Profits from beef research put to the test

Technician Matt Woolcott from the University of New England scanning a steer to test for marbling.
Technician Matt Woolcott from the University of New England scanning a steer to test for marbling.

The benefits of producing beef which scores highly for traits such as marbling, tenderness and meat yield is to be assessed in conjunction with three large meat processing works in NSW and Queensland.

The three abattoirs, which together process more than 300,000 cattle a year, have agreed to take part in “proof of profit” demonstrations being led by the NSW Department of Primary Industries (DPI) in conjunction with the Queensland DPI for the Beef Cooperative Research Centre (CRC).

Animal Production Research Leader, Bill McKiernan, says cooperation with the abattoirs will allow DPI research into desirable meat quality and production traits, including feed efficiency, to be put to the test.

“As a first step, there should be a profit incentive to adopt the technology.

“Also, as we develop our scientific knowledge to help predict how animals will perform, we also want to be able to prove that the technology works in practical ways.”

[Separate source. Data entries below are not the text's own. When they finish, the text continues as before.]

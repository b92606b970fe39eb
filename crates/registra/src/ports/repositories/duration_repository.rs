//! Duration Repository Port

use crate::domain::Duration;

use super::Crud;

/// Repository interface for Duration entities
pub trait DurationRepository: Crud<Duration> {}
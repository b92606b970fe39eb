//! Student Repository Port

use async_trait::async_trait;

use crate::domain::{DomainError, GroupId, Student};

use super::Crud;

/// Repository interface for Student entities
#[async_trait]
pub trait StudentRepository: Crud<Student> {
    /// All students enrolled in a group.
    async fn find_by_group(&self, group_id: GroupId) -> Result<Vec<Student>, DomainError>;
}
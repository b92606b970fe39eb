//! Teacher Application Service
//!
//! A teacher wraps an employee; the person rules run against the wrapped
//! identity.

use std::sync::Arc;

use async_trait::async_trait;

use registra::{DomainError, HasPerson, PersonId, SubjectId, Teacher, TeacherRepository};

use super::lifecycle::{non_empty, LifecycleService};
use super::rules::{AddressMerge, EmailUniqueness};

/// Application service for Teacher operations
pub struct TeacherService<R: TeacherRepository> {
    repo: Arc<R>,
    emails: EmailUniqueness,
    addresses: AddressMerge,
}

impl<R: TeacherRepository> TeacherService<R> {
    pub fn new(repo: Arc<R>, emails: EmailUniqueness, addresses: AddressMerge) -> Self {
        Self {
            repo,
            emails,
            addresses,
        }
    }

    pub async fn find_by_subject(&self, subject_id: SubjectId) -> Result<Vec<Teacher>, DomainError> {
        let teachers = self.repo.find_by_subject(subject_id).await?;
        non_empty(format!("teachers assigned to subject {subject_id}"), teachers)
    }
}

#[async_trait]
impl<R: TeacherRepository> LifecycleService for TeacherService<R> {
    type Entity = Teacher;
    type Repo = R;

    fn repo(&self) -> &R {
        &self.repo
    }

    async fn ensure_no_duplicate(
        &self,
        teacher: &Teacher,
        exclude: Option<PersonId>,
    ) -> Result<(), DomainError> {
        self.emails
            .ensure_free(&teacher.person().email, exclude)
            .await
    }

    async fn reconcile(&self, mut teacher: Teacher) -> Result<Teacher, DomainError> {
        self.addresses.apply(teacher.person_mut()).await?;
        Ok(teacher)
    }
}
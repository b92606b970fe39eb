//! Person - identity data shared by every concrete role

use serde::{Deserialize, Serialize};

use crate::domain::value_objects::{Gender, PersonId};

use super::Address;

/// Identity record embedded by [`Student`](super::Student),
/// [`Employee`](super::Employee) and, through Employee,
/// [`Teacher`](super::Teacher).
///
/// The email is the authentication identifier and must be unique across all
/// roles, not just within one of them.
#[derive(Debug, Clone, PartialEq, Serialize, Deserialize)]
pub struct Person {
    pub id: PersonId,
    pub email: String,
    /// Credential as produced upstream; this layer treats it as opaque.
    pub password: String,
    pub first_name: String,
    pub last_name: String,
    pub gender: Gender,
    pub address: Address,
}

impl Person {
    pub fn new(
        email: impl Into<String>,
        password: impl Into<String>,
        first_name: impl Into<String>,
        last_name: impl Into<String>,
        gender: Gender,
        address: Address,
    ) -> Self {
        Self {
            id: PersonId::UNSET,
            email: email.into(),
            password: password.into(),
            first_name: first_name.into(),
            last_name: last_name.into(),
            gender,
            address,
        }
    }
}

/// Capability shared by every concrete person role.
///
/// Rules that only need identity data - the email-uniqueness check, the
/// address merge - go through this trait and stay ignorant of which role
/// they are looking at.
pub trait HasPerson {
    fn person(&self) -> &Person;
    fn person_mut(&mut self) -> &mut Person;
}
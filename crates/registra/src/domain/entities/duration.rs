//! Duration - named lecture time slot

use chrono::NaiveTime;
use serde::{Deserialize, Serialize};

use crate::domain::value_objects::DurationId;

use super::Record;

/// A named time interval lectures are scheduled into, e.g. "first period"
/// from 08:30 to 10:05.
#[derive(Debug, Clone, PartialEq, Serialize, Deserialize)]
pub struct Duration {
    pub id: DurationId,
    pub name: String,
    pub starts_at: NaiveTime,
    pub ends_at: NaiveTime,
}

impl Duration {
    pub fn new(name: impl Into<String>, starts_at: NaiveTime, ends_at: NaiveTime) -> Self {
        Self {
            id: DurationId::UNSET,
            name: name.into(),
            starts_at,
            ends_at,
        }
    }
}

impl Record for Duration {
    type Id = DurationId;
    const KIND: &'static str = "duration";

    fn id(&self) -> DurationId {
        self.id
    }

    fn assign_id(&mut self, id: DurationId) {
        self.id = id;
    }
}
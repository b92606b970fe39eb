//! Lecture - a scheduled class

use chrono::NaiveDate;
use serde::{Deserialize, Serialize};

use crate::domain::value_objects::{
    DurationId, GroupId, LectureId, LectureRoomId, PersonId, SubjectId,
};

use super::Record;

#[derive(Debug, Clone, PartialEq, Serialize, Deserialize)]
pub struct Lecture {
    pub id: LectureId,
    pub date: NaiveDate,
    pub duration_id: DurationId,
    pub room_id: LectureRoomId,
    pub subject_id: SubjectId,
    pub teacher_id: PersonId,
    pub group_ids: Vec<GroupId>,
}

impl Lecture {
    pub fn new(
        date: NaiveDate,
        duration_id: DurationId,
        room_id: LectureRoomId,
        subject_id: SubjectId,
        teacher_id: PersonId,
        group_ids: Vec<GroupId>,
    ) -> Self {
        Self {
            id: LectureId::UNSET,
            date,
            duration_id,
            room_id,
            subject_id,
            teacher_id,
            group_ids,
        }
    }

    /// Double-booking rule: two lectures conflict when they occupy the same
    /// date and duration slot and share the teacher, the room, or at least
    /// one group.
    pub fn conflicts_with(&self, other: &Lecture) -> bool {
        if self.date != other.date || self.duration_id != other.duration_id {
            return false;
        }
        self.teacher_id == other.teacher_id
            || self.room_id == other.room_id
            || self.shares_group_with(other)
    }

    fn shares_group_with(&self, other: &Lecture) -> bool {
        self.group_ids.iter().any(|g| other.group_ids.contains(g))
    }
}

impl Record for Lecture {
    type Id = LectureId;
    const KIND: &'static str = "lecture";

    fn id(&self) -> LectureId {
        self.id
    }

    fn assign_id(&mut self, id: LectureId) {
        self.id = id;
    }
}

#[cfg(test)]
mod tests {
    use super::*;

    fn lecture(duration: i64, room: i64, teacher: i64, groups: &[i64]) -> Lecture {
        Lecture::new(
            NaiveDate::from_ymd_opt(2024, 5, 1).unwrap(),
            DurationId(duration),
            LectureRoomId(room),
            SubjectId(1),
            PersonId(teacher),
            groups.iter().map(|g| GroupId(*g)).collect(),
        )
    }

    #[test]
    fn test_same_room_same_slot_conflicts() {
        let a = lecture(1, 101, 5, &[1]);
        let b = lecture(1, 101, 9, &[2]);
        assert!(a.conflicts_with(&b));
    }

    #[test]
    fn test_same_teacher_same_slot_conflicts() {
        let a = lecture(1, 101, 5, &[1]);
        let b = lecture(1, 202, 5, &[2]);
        assert!(a.conflicts_with(&b));
    }

    #[test]
    fn test_shared_group_same_slot_conflicts() {
        let a = lecture(1, 101, 5, &[1, 2]);
        let b = lecture(1, 202, 9, &[2, 3]);
        assert!(a.conflicts_with(&b));
    }

    #[test]
    fn test_disjoint_resources_do_not_conflict() {
        let a = lecture(1, 101, 5, &[1]);
        let b = lecture(1, 202, 9, &[2]);
        assert!(!a.conflicts_with(&b));
    }

    #[test]
    fn test_different_slot_never_conflicts() {
        let a = lecture(1, 101, 5, &[1]);
        let b = lecture(2, 101, 5, &[1]);
        assert!(!a.conflicts_with(&b));
    }
}
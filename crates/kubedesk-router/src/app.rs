//! The app's own API: cluster listing and lifecycle actions
//!
//! ```text
//! GET  <prefix>/clusters
//! GET  <prefix>/clusters/<id>
//! POST <prefix>/clusters/<id>/activate[?force=true]
//! POST <prefix>/clusters/<id>/refresh
//! POST <prefix>/clusters/<id>/disconnect
//! ```

use std::sync::Arc;

use async_trait::async_trait;
use hyper::body::Incoming;
use hyper::header::{self, HeaderValue};
use hyper::{Method, Request, Response, StatusCode};
use serde::Serialize;

use kubedesk_cluster::{ClusterRegistry, RegistryError};
use kubedesk_types::ClusterId;

use crate::body::{RouterBody, full};
use crate::error::RouterError;
use crate::router::{LocalRoutes, strip_segment_prefix};

pub struct AppApi {
    registry: Arc<ClusterRegistry>,
    prefix: String,
}

impl AppApi {
    pub fn new(registry: Arc<ClusterRegistry>, prefix: impl Into<String>) -> Self {
        Self {
            registry,
            prefix: prefix.into(),
        }
    }

    async fn route(&self, req: &Request<Incoming>) -> Result<Response<RouterBody>, RouterError> {
        let not_found = || RouterError::NotFound(format!("no route for {}", req.uri().path()));

        let rest = strip_segment_prefix(req.uri().path(), &self.prefix).ok_or_else(not_found)?;
        let segments: Vec<&str> = rest.split('/').filter(|s| !s.is_empty()).collect();

        match (req.method(), segments.as_slice()) {
            (&Method::GET, ["clusters"]) => json(&self.registry.snapshots()),
            (&Method::GET, ["clusters", id]) => {
                let id = parse_id(id)?;
                let cluster = self
                    .registry
                    .get(&id)
                    .ok_or(RegistryError::NotFound(id))?;
                json(&cluster.snapshot())
            }
            (&Method::POST, ["clusters", id, "activate"]) => {
                let force = req
                    .uri()
                    .query()
                    .is_some_and(|q| q.split('&').any(|pair| pair == "force=true"));
                let snapshot = self.registry.activate(&parse_id(id)?, force).await?;
                json(&snapshot)
            }
            (&Method::POST, ["clusters", id, "refresh"]) => {
                json(&self.registry.refresh(&parse_id(id)?).await?)
            }
            (&Method::POST, ["clusters", id, "disconnect"]) => {
                let id = parse_id(id)?;
                self.registry.disconnect(&id)?;
                let cluster = self
                    .registry
                    .get(&id)
                    .ok_or(RegistryError::NotFound(id))?;
                json(&cluster.snapshot())
            }
            _ => Err(not_found()),
        }
    }
}

#[async_trait]
impl LocalRoutes for AppApi {
    async fn handle(&self, req: Request<Incoming>) -> Response<RouterBody> {
        self.route(&req)
            .await
            .unwrap_or_else(RouterError::into_response)
    }
}

fn parse_id(raw: &str) -> Result<ClusterId, RouterError> {
    ClusterId::parse(raw).ok_or_else(|| RouterError::BadRequest(format!("invalid cluster id '{}'", raw)))
}

fn json<T: Serialize>(value: &T) -> Result<Response<RouterBody>, RouterError> {
    let body = serde_json::to_vec(value)?;
    let mut response = Response::new(full(body));
    *response.status_mut() = StatusCode::OK;
    response.headers_mut().insert(
        header::CONTENT_TYPE,
        HeaderValue::from_static("application/json"),
    );
    Ok(response)
}
//! Cluster connectivity for kubedesk
//!
//! Owns everything between "a cluster exists" and "a request can be sent to
//! it": local ports, the authenticating proxy process, generated kubeconfigs
//! and the registry of known clusters.

pub mod auth_proxy;
pub mod handler;
pub mod port;
pub mod probe;
pub mod process;
pub mod registry;
pub mod sink;

pub use auth_proxy::{AuthProxy, AuthProxyConfig, AuthProxyLaunch, ProxyProcessError, parse_error};
pub use handler::{ContextError, ContextHandler, HandlerConfig, ProxyTarget};
pub use port::{PortError, allocate_port};
pub use probe::{ClusterProbe, KubeVersionProbe, ProbeOutcome};
pub use process::{LaunchSpec, LaunchedProcess, ProcessEvent, ProcessLauncher, TokioLauncher};
pub use registry::{Cluster, ClusterRegistry, RegistryError, RequestMatch};
pub use sink::{BroadcastSink, CatalogEvent, CatalogSink, PreferencesStore, StaticPreferences};
//! Reverse proxy in front of kubedesk clusters
//!
//! Every cluster is reachable under the router's own origin, either as
//! `http://<id>.<host>:<port>/...` or `http://127.0.0.1:<port>/<id>/...`.
//! API requests go to the cluster's authenticating proxy; everything else is
//! served by the app's local routes.

pub mod app;
pub mod body;
pub mod error;
pub mod retry;
pub mod router;
pub mod server;
pub mod upgrade;

pub use app::AppApi;
pub use body::RouterBody;
pub use error::{RouterError, status_response};
pub use retry::{RetryCounter, RetryPolicy};
pub use router::{LocalRoutes, Router, RouterConfig};
pub use server::serve;
#[cfg(test)]
pub(crate) mod tests {
    use super::*;
    use crate::auth_proxy::tests::FakeLauncher;
    use std::io::Write;
    use std::path::Path;

    pub(crate) const KUBECONFIG: &str = r#"
apiVersion: v1
kind: Config
current-context: ctx1
clusters:
- name: c1
  cluster:
    server: https://c1.example.com
    certificate-authority-data: Y2E=
users:
- name: u1
  user:
    token: secret
contexts:
- name: ctx1
  context:
    cluster: c1
    user: u1
    namespace: default
"#;

    pub(crate) fn write_kubeconfig(dir: &Path) -> std::path::PathBuf {
        let path = dir.join("a.yml");
        let mut file = std::fs::File::create(&path).unwrap();
        file.write_all(KUBECONFIG.as_bytes()).unwrap();
        path
    }

    pub(crate) fn handler_config(dir: &Path) -> HandlerConfig {
        HandlerConfig {
            app_host: "localhost".to_string(),
            app_port: 4000,
            auth_proxy: AuthProxyConfig {
                ready_timeout: Duration::from_millis(500),
                poll_interval: Duration::from_millis(10),
                ..Default::default()
            },
            materializer: KubeconfigMaterializer::new(dir.join("tmp")),
        }
    }

    fn handler(dir: &Path, launcher: Arc<FakeLauncher>) -> Arc<ContextHandler> {
        let path = write_kubeconfig(dir);
        let model = ClusterModel::new(path, "ctx1".to_string(), "https://c1.example.com".to_string());
        let (events, _) = broadcast::channel(16);
        ContextHandler::new(model, handler_config(dir), launcher, events)
    }

    #[tokio::test]
    async fn test_init_reads_details_and_builds_url() {
        let dir = tempfile::tempdir().unwrap();
        let handler = handler(dir.path(), Arc::new(FakeLauncher::new()));

        let init = handler.init().await.unwrap();
        assert_eq!(init.details.ca_data.as_deref(), Some("Y2E="));
        assert_eq!(init.details.namespace.as_deref(), Some("default"));
        assert_eq!(init.url, format!("http://{}.localhost:4000/", handler.id()));

        handler.init().await.unwrap();
        assert_eq!(handler.init_runs(), 1);
    }

    #[tokio::test]
    async fn test_init_failure_is_not_cached() {
        let dir = tempfile::tempdir().unwrap();
        let model = ClusterModel::new(
            dir.path().join("missing.yml"),
            "ctx1".to_string(),
            "https://c1.example.com".to_string(),
        );
        let (events, _) = broadcast::channel(16);
        let handler = ContextHandler::new(
            model,
            handler_config(dir.path()),
            Arc::new(FakeLauncher::new()),
            events,
        );

        assert!(matches!(handler.init().await, Err(ContextError::Kubeconfig(_))));
        assert!(handler.init().await.is_err());
        assert_eq!(handler.init_runs(), 2);
    }

    #[tokio::test]
    async fn test_concurrent_ensure_server_spawns_once() {
        let dir = tempfile::tempdir().unwrap();
        let launcher = Arc::new(FakeLauncher::new());
        let handler = handler(dir.path(), launcher.clone());

        let calls = (0..8).map(|_| {
            let handler = Arc::clone(&handler);
            async move { handler.ensure_server().await }
        });
        let ports: Vec<u16> = futures::future::join_all(calls)
            .await
            .into_iter()
            .map(Result::unwrap)
            .collect();

        assert!(ports.windows(2).all(|w| w[0] == w[1]));
        assert_eq!(launcher.launch_count(), 1);
        assert_eq!(handler.port(), Some(ports[0]));
        assert!(handler.is_running());

        // Later calls take the fast path
        handler.ensure_server().await.unwrap();
        assert_eq!(launcher.launch_count(), 1);
    }

    #[tokio::test]
    async fn test_ready_server_has_proxy_kubeconfig() {
        let dir = tempfile::tempdir().unwrap();
        let handler = handler(dir.path(), Arc::new(FakeLauncher::new()));
        handler.ensure_server().await.unwrap();

        let path = handler.kubeconfig_path().unwrap();
        let parsed = kubeconfig::load(&path).unwrap();
        let server = parsed.clusters[0].cluster.as_ref().unwrap().server.clone();
        assert_eq!(server, Some(format!("http://127.0.0.1:4000/{}", handler.id())));

        handler.stop_server();
        assert!(!path.exists());
        assert!(handler.kubeconfig_path().is_none());
    }

    #[tokio::test]
    async fn test_stop_before_start_is_harmless() {
        let dir = tempfile::tempdir().unwrap();
        let launcher = Arc::new(FakeLauncher::new());
        let handler = handler(dir.path(), launcher.clone());

        handler.stop_server();
        handler.stop_server();
        assert_eq!(launcher.launch_count(), 0);
        assert!(!handler.is_running());
    }

    #[tokio::test]
    async fn test_stop_wins_over_pending_start() {
        let dir = tempfile::tempdir().unwrap();
        let launcher = Arc::new(FakeLauncher::new());
        let handler = handler(dir.path(), launcher.clone());

        let start = {
            let handler = Arc::clone(&handler);
            tokio::spawn(async move { handler.ensure_server().await })
        };
        while handler.state.lock().pending.is_none() {
            tokio::task::yield_now().await;
        }
        handler.stop_server();

        assert_eq!(start.await.unwrap(), Err(ContextError::Stopped));
        tokio::time::sleep(Duration::from_millis(50)).await;
        assert!(!handler.is_running());
        assert_eq!(launcher.launch_count(), launcher.kill_count());
    }

    #[tokio::test]
    async fn test_stop_while_process_is_coming_up() {
        let dir = tempfile::tempdir().unwrap();
        let mut fake = FakeLauncher::new();
        fake.listen = false;
        let launcher = Arc::new(fake);
        let handler = handler(dir.path(), launcher.clone());

        let start = {
            let handler = Arc::clone(&handler);
            tokio::spawn(async move { handler.ensure_server().await })
        };
        // The process exists but its port is not listening yet
        while launcher.launch_count() == 0 {
            tokio::time::sleep(Duration::from_millis(5)).await;
        }
        handler.stop_server();

        assert_eq!(start.await.unwrap(), Err(ContextError::Stopped));
        tokio::time::sleep(Duration::from_millis(50)).await;
        assert!(!handler.is_running());
        assert_eq!(launcher.launch_count(), 1);
        assert_eq!(launcher.kill_count(), 1);
        assert!(handler.kubeconfig_path().is_none());
    }

    #[tokio::test]
    async fn test_kubeconfig_write_failure_stops_process() {
        let dir = tempfile::tempdir().unwrap();
        let launcher = Arc::new(FakeLauncher::new());
        let path = write_kubeconfig(dir.path());
        let model = ClusterModel::new(path, "ctx1".to_string(), "https://c1.example.com".to_string());

        // A regular file where the output directory should be
        let blocker = dir.path().join("blocker");
        std::fs::write(&blocker, "").unwrap();
        let mut config = handler_config(dir.path());
        config.materializer = KubeconfigMaterializer::new(blocker.join("tmp"));

        let (events, _) = broadcast::channel(16);
        let handler = ContextHandler::new(model, config, launcher.clone(), events);

        let err = handler.ensure_server().await.unwrap_err();
        assert!(matches!(err, ContextError::Materialize(_)));
        assert!(!handler.is_running());
        tokio::time::sleep(Duration::from_millis(50)).await;
        assert_eq!(launcher.kill_count(), 1);
        launcher.live.lock().clear();

        // No fast path to a half-started server
        let err = handler.ensure_server().await.unwrap_err();
        assert!(matches!(err, ContextError::Materialize(_)));
        assert_eq!(launcher.launch_count(), 2);
        tokio::time::sleep(Duration::from_millis(50)).await;
        assert_eq!(launcher.kill_count(), 2);
    }

    #[tokio::test]
    async fn test_port_is_dropped_when_process_never_listens() {
        let dir = tempfile::tempdir().unwrap();
        let mut fake = FakeLauncher::new();
        fake.listen = false;
        let launcher = Arc::new(fake);
        let handler = handler(dir.path(), launcher.clone());

        let err = handler.ensure_server().await.unwrap_err();
        assert!(matches!(err, ContextError::Proxy(_)));
        assert_eq!(handler.port(), None);
        assert!(handler.last_error().unwrap().contains("did not listen"));
    }

    #[tokio::test]
    async fn test_model_update_reloads_details() {
        let dir = tempfile::tempdir().unwrap();
        let handler = handler(dir.path(), Arc::new(FakeLauncher::new()));
        let first = handler.init().await.unwrap();
        assert_eq!(first.details.namespace.as_deref(), Some("default"));

        let path = dir.path().join("a.yml");
        std::fs::write(&path, KUBECONFIG.replace("namespace: default", "namespace: team-b")).unwrap();
        handler.init().await.unwrap();
        assert_eq!(handler.init_runs(), 1);

        handler.update_model(
            ClusterModel::new(path, "ctx1".to_string(), "https://c1.example.com".to_string())
                .with_namespace(Some("team-b".to_string())),
        );
        let second = handler.init().await.unwrap();
        assert_eq!(second.details.namespace.as_deref(), Some("team-b"));
        assert_eq!(handler.init_runs(), 2);
        assert_eq!(handler.url(), Some(second.url));
    }

    #[tokio::test]
    async fn test_port_is_kept_across_restarts() {
        let dir = tempfile::tempdir().unwrap();
        let launcher = Arc::new(FakeLauncher::new());
        let handler = handler(dir.path(), launcher.clone());

        let first = handler.ensure_server().await.unwrap();
        handler.stop_server();
        tokio::time::sleep(Duration::from_millis(20)).await;
        // Release the fake's listener so the port can be reused
        launcher.live.lock().clear();

        let second = handler.ensure_server().await.unwrap();
        assert_eq!(first, second);
        assert_eq!(launcher.launch_count(), 2);
    }

    #[tokio::test]
    async fn test_spawn_failure_is_recorded() {
        let dir = tempfile::tempdir().unwrap();
        let mut fake = FakeLauncher::new();
        fake.fail = true;
        let handler = handler(dir.path(), Arc::new(fake));

        let err = handler.ensure_server().await.unwrap_err();
        assert!(matches!(err, ContextError::Proxy(_)));
        assert!(handler.last_error().unwrap().contains("no such binary"));
        assert!(!handler.is_running());
    }

    #[tokio::test]
    async fn test_targets() {
        let dir = tempfile::tempdir().unwrap();
        let handler = handler(dir.path(), Arc::new(FakeLauncher::new()));

        let api = handler.get_api_target(false).await.unwrap();
        assert_eq!(api.timeout, Some(API_REQUEST_TIMEOUT));
        assert_eq!(api.addr.port(), handler.port().unwrap());

        let watch = handler.get_api_target(true).await.unwrap();
        assert_eq!(watch.timeout, None);

        let raw = handler.get_proxy_target().await.unwrap();
        assert_eq!(raw.host(), format!("127.0.0.1:{}", handler.port().unwrap()));
    }
}
//! `kubedesk.toml` settings
//!
//! Every section is optional; a missing file yields the defaults.

use std::collections::HashMap;
use std::path::{Path, PathBuf};
use std::time::Duration;

use anyhow::{Context, Result};
use serde::Deserialize;

use kubedesk_types::{ClusterId, ClusterPreferences};

#[derive(Debug, Default, Deserialize)]
#[serde(default)]
pub struct Config {
    pub server: ServerConfig,
    pub auth_proxy: AuthProxySection,
    pub sync: SyncSection,

    /// Per-cluster preferences keyed by cluster id
    pub clusters: HashMap<String, ClusterSection>,
}

#[derive(Debug, Deserialize)]
#[serde(default)]
pub struct ServerConfig {
    /// 0 lets the OS pick
    pub port: u16,

    /// Host cluster subdomains hang off
    pub host: String,

    pub api_prefix: String,
    pub app_api_prefix: String,
}

impl Default for ServerConfig {
    fn default() -> Self {
        Self {
            port: 0,
            host: "localhost".to_string(),
            api_prefix: "/api-kube".to_string(),
            app_api_prefix: "/api".to_string(),
        }
    }
}

#[derive(Debug, Deserialize)]
#[serde(default)]
pub struct AuthProxySection {
    pub binary: PathBuf,
    pub ready_timeout_secs: u64,

    /// Where generated kubeconfigs go; defaults to `<tmp>/kubedesk`
    pub temp_dir: Option<PathBuf>,
}

impl Default for AuthProxySection {
    fn default() -> Self {
        Self {
            binary: PathBuf::from("kubectl"),
            ready_timeout_secs: 10,
            temp_dir: None,
        }
    }
}

impl AuthProxySection {
    pub fn ready_timeout(&self) -> Duration {
        Duration::from_secs(self.ready_timeout_secs)
    }
}

#[derive(Debug, Deserialize)]
#[serde(default)]
pub struct SyncSection {
    pub paths: Vec<PathBuf>,
    pub max_depth: usize,
    pub ignore: Vec<String>,
}

impl Default for SyncSection {
    fn default() -> Self {
        Self {
            paths: vec![PathBuf::from("~/.kube/config")],
            max_depth: 1,
            ignore: vec![r"^\.".to_string(), r"~$".to_string(), r"\.swp$".to_string()],
        }
    }
}

#[derive(Debug, Default, Deserialize)]
#[serde(default)]
pub struct ClusterSection {
    pub name: Option<String>,
    pub https_proxy: Option<String>,
}

impl Config {
    /// Read `path`; a missing file is not an error
    pub fn load(path: &Path) -> Result<Self> {
        let text = match std::fs::read_to_string(path) {
            Ok(text) => text,
            Err(e) if e.kind() == std::io::ErrorKind::NotFound => return Ok(Self::default()),
            Err(e) => {
                return Err(e).with_context(|| format!("failed to read {}", path.display()));
            }
        };
        Self::parse(&text).with_context(|| format!("invalid config {}", path.display()))
    }

    pub fn parse(text: &str) -> Result<Self> {
        Ok(toml::from_str(text)?)
    }

    /// Cluster preferences with unknown ids dropped
    pub fn preferences(&self) -> HashMap<ClusterId, ClusterPreferences> {
        self.clusters
            .iter()
            .filter_map(|(raw, section)| {
                let Some(id) = ClusterId::parse(raw) else {
                    tracing::warn!(id = %raw, "Ignoring preferences for malformed cluster id");
                    return None;
                };
                Some((
                    id,
                    ClusterPreferences {
                        name: section.name.clone(),
                        https_proxy: section.https_proxy.clone(),
                    },
                ))
            })
            .collect()
    }

    /// Sync roots with a leading `~` expanded
    pub fn sync_roots(&self) -> Vec<PathBuf> {
        let home = std::env::var_os("HOME").map(PathBuf::from);
        self.sync
            .paths
            .iter()
            .map(|path| expand_home(path, home.as_deref()))
            .collect()
    }
}

fn expand_home(path: &Path, home: Option<&Path>) -> PathBuf {
    match (path.strip_prefix("~"), home) {
        (Ok(rest), Some(home)) => home.join(rest),
        _ => path.to_path_buf(),
    }
}
//! Collaborators the registry talks to: where cluster changes are published
//! and where per-cluster overrides come from

use std::collections::HashMap;

use parking_lot::Mutex;
use tokio::sync::broadcast;
use tracing::info;

use kubedesk_types::{ClusterId, ClusterPreferences, ClusterSnapshot};

/// Change published to the catalog
#[derive(Clone, Debug, PartialEq)]
pub enum CatalogEvent {
    Added(ClusterSnapshot),
    Updated(ClusterSnapshot),
    Removed(ClusterId),
}

/// Receives add/update/remove events for clusters
pub trait CatalogSink: Send + Sync + 'static {
    fn publish(&self, event: CatalogEvent);
}

/// Logs catalog changes and fans them out to subscribers
pub struct BroadcastSink {
    tx: broadcast::Sender<CatalogEvent>,
}

impl BroadcastSink {
    pub fn new(capacity: usize) -> Self {
        let (tx, _) = broadcast::channel(capacity);
        Self { tx }
    }

    pub fn subscribe(&self) -> broadcast::Receiver<CatalogEvent> {
        self.tx.subscribe()
    }
}

impl CatalogSink for BroadcastSink {
    fn publish(&self, event: CatalogEvent) {
        match &event {
            CatalogEvent::Added(snapshot) => info!(
                cluster = %snapshot.model.id,
                name = %snapshot.model.display_name(),
                "Cluster added"
            ),
            CatalogEvent::Updated(snapshot) => info!(
                cluster = %snapshot.model.id,
                online = snapshot.status.online,
                accessible = snapshot.status.accessible,
                disconnected = snapshot.status.disconnected,
                "Cluster updated"
            ),
            CatalogEvent::Removed(id) => info!(cluster = %id, "Cluster removed"),
        }
        // No subscribers is fine
        let _ = self.tx.send(event);
    }
}

/// Supplies per-cluster overrides
pub trait PreferencesStore: Send + Sync + 'static {
    fn preferences(&self, id: &ClusterId) -> ClusterPreferences;
}

/// In-memory preferences, seeded from the config file
#[derive(Default)]
pub struct StaticPreferences {
    entries: Mutex<HashMap<ClusterId, ClusterPreferences>>,
}

impl StaticPreferences {
    pub fn new(entries: HashMap<ClusterId, ClusterPreferences>) -> Self {
        Self {
            entries: Mutex::new(entries),
        }
    }

    pub fn set(&self, id: ClusterId, preferences: ClusterPreferences) {
        self.entries.lock().insert(id, preferences);
    }
}

impl PreferencesStore for StaticPreferences {
    fn preferences(&self, id: &ClusterId) -> ClusterPreferences {
        self.entries.lock().get(id).cloned().unwrap_or_default()
    }
}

The first trait to be put to the dollar test will be marbling.

Mr McKiernan says steers from a feedlot in Queensland are to be scanned next month using ultra-sound.

“Those animals which scan highly for marbling will be identified.

“After slaughtering, data on carcass quality and returns from these cattle will be gathered.”

Mr McKiernan said the meatworks have agreed to be involved in helping to develop models for predicting carcase traits, trialling the models and in providing access to their extensive live animal and carcase data.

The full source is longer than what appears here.